We can begin by expressing that it is a picture with a depressed mood. Not only the presence of sadness or absence of happiness, with affective disorders, which last most of the day on most days, with alterations in the subject’s main vital areas: it affects appetite and weight; the dream; social life; work and recreational activities; and also sexuality.
There are four symptoms to note:
1. Abulia: the lack of will. It is the loss of energy and motivation. Disinterest.
2. Helplessness: Apprehended helplessness (hopelessness learned) where the subject feels that he cannot or that he is “not capable of”.

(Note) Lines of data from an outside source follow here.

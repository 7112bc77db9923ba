//! Mount lifecycle shared by hosts: listener guards and teardown.
//!
//! A host attaches every subscription through [`Mount::listen`], which
//! wraps it in a [`Listener`] that detaches itself on drop. The mounted
//! state sits behind a shared cell so host callbacks can reach it;
//! [`Mount::unmount`] stops the frame loop (cancelling the pending frame),
//! empties that cell so late callbacks find nothing, and drops every guard.

use std::cell::RefCell;
use std::rc::Rc;

use crate::engine::Engine;
use crate::frame::{FrameLoop, FrameScheduler};
use crate::render::Painter;

/// Something host events can be subscribed on (a DOM `EventTarget`).
pub trait ListenerTarget {
    type Callback;
    type Error;

    fn add_listener(&self, kind: &'static str, callback: &Self::Callback) -> Result<(), Self::Error>;

    /// Failures are the implementor's to log; a guard cannot report them.
    fn remove_listener(&self, kind: &'static str, callback: &Self::Callback);
}

/// An attached listener, removed again on drop.
pub struct Listener<T: ListenerTarget> {
    target: T,
    kind: &'static str,
    callback: T::Callback,
}

impl<T: ListenerTarget> Listener<T> {
    pub fn attach(target: T, kind: &'static str, callback: T::Callback) -> Result<Self, T::Error> {
        target.add_listener(kind, &callback)?;
        Ok(Self {
            target,
            kind,
            callback,
        })
    }

    pub fn kind(&self) -> &'static str {
        self.kind
    }
}

impl<T: ListenerTarget> Drop for Listener<T> {
    fn drop(&mut self) {
        self.target.remove_listener(self.kind, &self.callback);
    }
}

/// Everything that lives between mount and unmount.
pub struct Mounted<E, P, S: FrameScheduler> {
    pub engine: E,
    pub painter: P,
    pub frames: FrameLoop<S>,
}

impl<E: Engine, P: Painter, S: FrameScheduler> Mounted<E, P, S> {
    /// Forwards one scheduler firing to the frame loop.
    pub fn on_frame(&mut self, timestamp: f64) -> bool {
        self.frames
            .on_frame(timestamp, &mut self.engine, &mut self.painter)
    }
}

pub type SharedMount<E, P, S> = Rc<RefCell<Option<Mounted<E, P, S>>>>;

/// Runs `f` against the mounted state. `None` once unmounted, or while the
/// state is already borrowed by an outer callback.
pub fn with_mounted<E, P, S: FrameScheduler, R>(
    state: &SharedMount<E, P, S>,
    f: impl FnOnce(&mut Mounted<E, P, S>) -> R,
) -> Option<R> {
    let mut guard = state.try_borrow_mut().ok()?;
    guard.as_mut().map(f)
}

/// A mounted engine plus the listeners feeding it. Dropping it unmounts.
pub struct Mount<E, P, S: FrameScheduler, T: ListenerTarget> {
    state: SharedMount<E, P, S>,
    listeners: Vec<Listener<T>>,
}

impl<E, P, S: FrameScheduler, T: ListenerTarget> Mount<E, P, S, T> {
    /// Mounts with the loop stopped and nothing attached yet.
    pub fn new(engine: E, painter: P, scheduler: S) -> Self {
        Self {
            state: Rc::new(RefCell::new(Some(Mounted {
                engine,
                painter,
                frames: FrameLoop::new(scheduler),
            }))),
            listeners: Vec::new(),
        }
    }

    /// Handle for callbacks; it goes empty on unmount.
    pub fn state(&self) -> SharedMount<E, P, S> {
        Rc::clone(&self.state)
    }

    pub fn with<R>(&self, f: impl FnOnce(&mut Mounted<E, P, S>) -> R) -> Option<R> {
        with_mounted(&self.state, f)
    }

    pub fn listen(&mut self, target: T, kind: &'static str, callback: T::Callback) -> Result<(), T::Error> {
        self.listeners.push(Listener::attach(target, kind, callback)?);
        Ok(())
    }

    /// Starts the frame loop; a hidden host waits for visibility first.
    pub fn start(&self, visible: bool) {
        self.with(|m| {
            m.frames.set_visible(visible);
            m.frames.start();
        });
    }

    pub fn is_mounted(&self) -> bool {
        self.state.try_borrow().map_or(true, |guard| guard.is_some())
    }

    pub fn listener_count(&self) -> usize {
        self.listeners.len()
    }

    /// Stops the loop, releases the mounted state and detaches every
    /// listener. Returns whether anything was still mounted.
    pub fn unmount(&mut self) -> bool {
        let released = match self.state.try_borrow_mut() {
            Ok(mut guard) => guard.take(),
            Err(_) => {
                log::warn!("unmount during a callback; state released on drop");
                None
            }
        };
        let was_mounted = released.is_some();
        if let Some(mut mounted) = released {
            mounted.frames.stop();
        }
        self.listeners.clear();
        was_mounted
    }
}

impl<E, P, S: FrameScheduler, T: ListenerTarget> Drop for Mount<E, P, S, T> {
    fn drop(&mut self) {
        self.unmount();
    }
}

3. Dysfunctional communication: feelings are not expressed clearly (great assertive difficulty), but complaints, regrets, sorrows and demands (sometimes exaggerated and without limits) are used to communicate with other beings in their environment.

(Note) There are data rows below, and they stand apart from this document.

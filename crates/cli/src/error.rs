//! Structured CLI errors with meaningful exit codes.
//!
//! Exit code scheme:
//! - 0:  success
//! - 2:  clap arg parse error (automatic, before our code runs)
//! - 10: field error (unknown field name)
//! - 11: I/O error (snapshot write)
//! - 12: input error (bad palette, color or JSON params)
//! - 13: serialization error

use pointer_field_core::FieldError;
use std::fmt;

/// Errors produced by CLI operations, each mapped to a distinct exit code.
#[derive(Debug)]
pub enum CliError {
    /// A field-level error (unknown field, unavailable surface).
    Field(FieldError),
    /// An I/O error (snapshot rendering).
    Io(String),
    /// A user input error (bad palette name, bad JSON params).
    Input(String),
    /// A serialization error (JSON output failure).
    Serialization(String),
}

impl CliError {
    /// Returns the process exit code for this error.
    pub fn exit_code(&self) -> i32 {
        match self {
            CliError::Field(_) => 10,
            CliError::Io(_) => 11,
            CliError::Input(_) => 12,
            CliError::Serialization(_) => 13,
        }
    }
}

impl fmt::Display for CliError {
    fn fmt(&self, f: &mut fmt::Formatter<'_>) -> fmt::Result {
        match self {
            CliError::Field(e) => write!(f, "{e}"),
            CliError::Io(msg) | CliError::Input(msg) | CliError::Serialization(msg) => {
                write!(f, "{msg}")
            }
        }
    }
}

impl From<FieldError> for CliError {
    fn from(e: FieldError) -> Self {
        match e {
            FieldError::Io(msg) => CliError::Io(msg),
            e @ (FieldError::InvalidColor(_)
            | FieldError::InvalidPalette(_)
            | FieldError::InvalidParam { .. }) => CliError::Input(e.to_string()),
            other => CliError::Field(other),
        }
    }
}

impl From<serde_json::Error> for CliError {
    fn from(e: serde_json::Error) -> Self {
        CliError::Serialization(e.to_string())
    }
}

4. Anhedonia: inability to enjoy pleasurable activities.
What does it end up leading to?
A. In self-fulfilling prophecies of his fears of loneliness.
B. They find a co-dependent who they believe manages the relationship even though the depressive ends up managing it.
C They look for the final way out of the problem through the multiple medications that psychiatry offers.
D. Depressives base their actions on excessive effort – without enjoying anything – just as phobics do on control, obsessives do on certainties and people with psychogenic eating disorders on efficiency.
Depression is transstructural and can occur both in a neurotic structure (there is a greater power of resolution), psychopathic, high risk of suicide (especially in people with bipolarity or other personality disorders), and psychotic (high risk of melancholy).
Keep in mind that many times, both in depression and anxiety, the symptoms are egosyntonic (in tune with your being), with the consequent difficulty of overcoming them.
Therefore, therapeutic work must be aimed at transforming these ego-syntonic symptoms into ego-dystonic ones (awareness) so that discomfort and functional anguish appear that make it possible to make the necessary changes to overcome the problem.
Jorge Guareschi. Psychiatrist and psychotherapist. (MN 12,376)
by Jorge Guareschi. Psychiatrist and psychotherapist.